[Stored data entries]
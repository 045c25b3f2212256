//! Error types for the persistence core.
//!
//! Everything propagates to the session boundary; nothing in the core
//! retries or swallows a failure.

use crate::types::{EntityKey, EntityKind};
use crate::uow::CommitReport;
use std::fmt;
use thiserror::Error;

/// Errors raised by a [`Store`](crate::store::Store) implementation
#[derive(Debug, Error)]
pub enum StoreError {
    #[error("SQLite error: {0}")]
    Sqlite(#[from] rusqlite::Error),

    #[error("statement expects {expected} parameters, got {found}")]
    ParameterCount { expected: usize, found: usize },

    #[error("no transaction is active")]
    NoTransaction,

    #[error("a transaction is already active")]
    TransactionActive,

    #[error("IO error: {0}")]
    Io(#[from] std::io::Error),
}

/// Errors that can occur in mapper, identity map, unit of work and session operations
#[derive(Debug, Error)]
pub enum OrmError {
    /// A registration or lifecycle precondition failed. This is a
    /// programming error and is never worth retrying.
    #[error("invariant violation: {0}")]
    InvariantViolation(String),

    /// Something was accessed while it was still being loaded
    #[error("re-entrant load of {0}: accessed while it is still loading")]
    ReentrantLoad(String),

    #[error("{0} not found in store")]
    NotFound(EntityKey),

    #[error("store failure: {0}")]
    Store(#[from] StoreError),

    #[error(transparent)]
    Commit(#[from] Box<CommitFailure>),

    #[error("no mapper registered for entity kind '{0}'")]
    MapperNotRegistered(EntityKind),

    #[error("entity kind '{0}' is already registered")]
    DuplicateMapper(EntityKind),

    #[error("cannot decode column '{column}': {message}")]
    Decode { column: String, message: String },
}

impl OrmError {
    /// Create a new InvariantViolation error.
    pub fn invariant(message: impl Into<String>) -> Self {
        Self::InvariantViolation(message.into())
    }

    /// Create a new Decode error.
    pub fn decode(column: impl Into<String>, message: impl Into<String>) -> Self {
        Self::Decode {
            column: column.into(),
            message: message.into(),
        }
    }

    /// True for contract violations that indicate a bug in the caller
    pub fn is_programmer_error(&self) -> bool {
        matches!(
            self,
            Self::InvariantViolation(_)
                | Self::ReentrantLoad(_)
                | Self::MapperNotRegistered(_)
                | Self::DuplicateMapper(_)
        )
    }
}

/// Phase of a unit-of-work commit
#[derive(Debug, Clone, Copy, PartialEq, Eq, serde::Serialize)]
#[serde(rename_all = "lowercase")]
pub enum CommitPhase {
    /// Opening the store transaction
    Begin,
    Insert,
    Update,
    Delete,
    /// Committing the store transaction after every write succeeded
    Complete,
}

impl fmt::Display for CommitPhase {
    fn fmt(&self, f: &mut fmt::Formatter<'_>) -> fmt::Result {
        match self {
            Self::Begin => write!(f, "begin"),
            Self::Insert => write!(f, "insert"),
            Self::Update => write!(f, "update"),
            Self::Delete => write!(f, "delete"),
            Self::Complete => write!(f, "complete"),
        }
    }
}

/// A commit that stopped part way through.
///
/// The unit of work that produced it is poisoned and must be discarded.
#[derive(Debug, Error)]
#[error("commit failed during {phase}{} ({progress}): {cause}", failed_entity(.key))]
pub struct CommitFailure {
    pub phase: CommitPhase,
    /// The entity being written, if the failure was tied to one
    pub key: Option<EntityKey>,
    /// Work completed before the failure
    pub progress: CommitReport,
    #[source]
    pub cause: OrmError,
}

fn failed_entity(key: &Option<EntityKey>) -> String {
    key.map(|key| format!(" of {}", key)).unwrap_or_default()
}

→ **Exercise**:
Among the records above, which lines hold the word "String"? Copy each one.

→ **Solved problem**:
    InvariantViolation(String),
    ReentrantLoad(String),
    Decode { column: String, message: String },
    pub fn invariant(message: impl Into<String>) -> Self {
    pub fn decode(column: impl Into<String>, message: impl Into<String>) -> Self {
fn failed_entity(key: &Option<EntityKey>) -> String {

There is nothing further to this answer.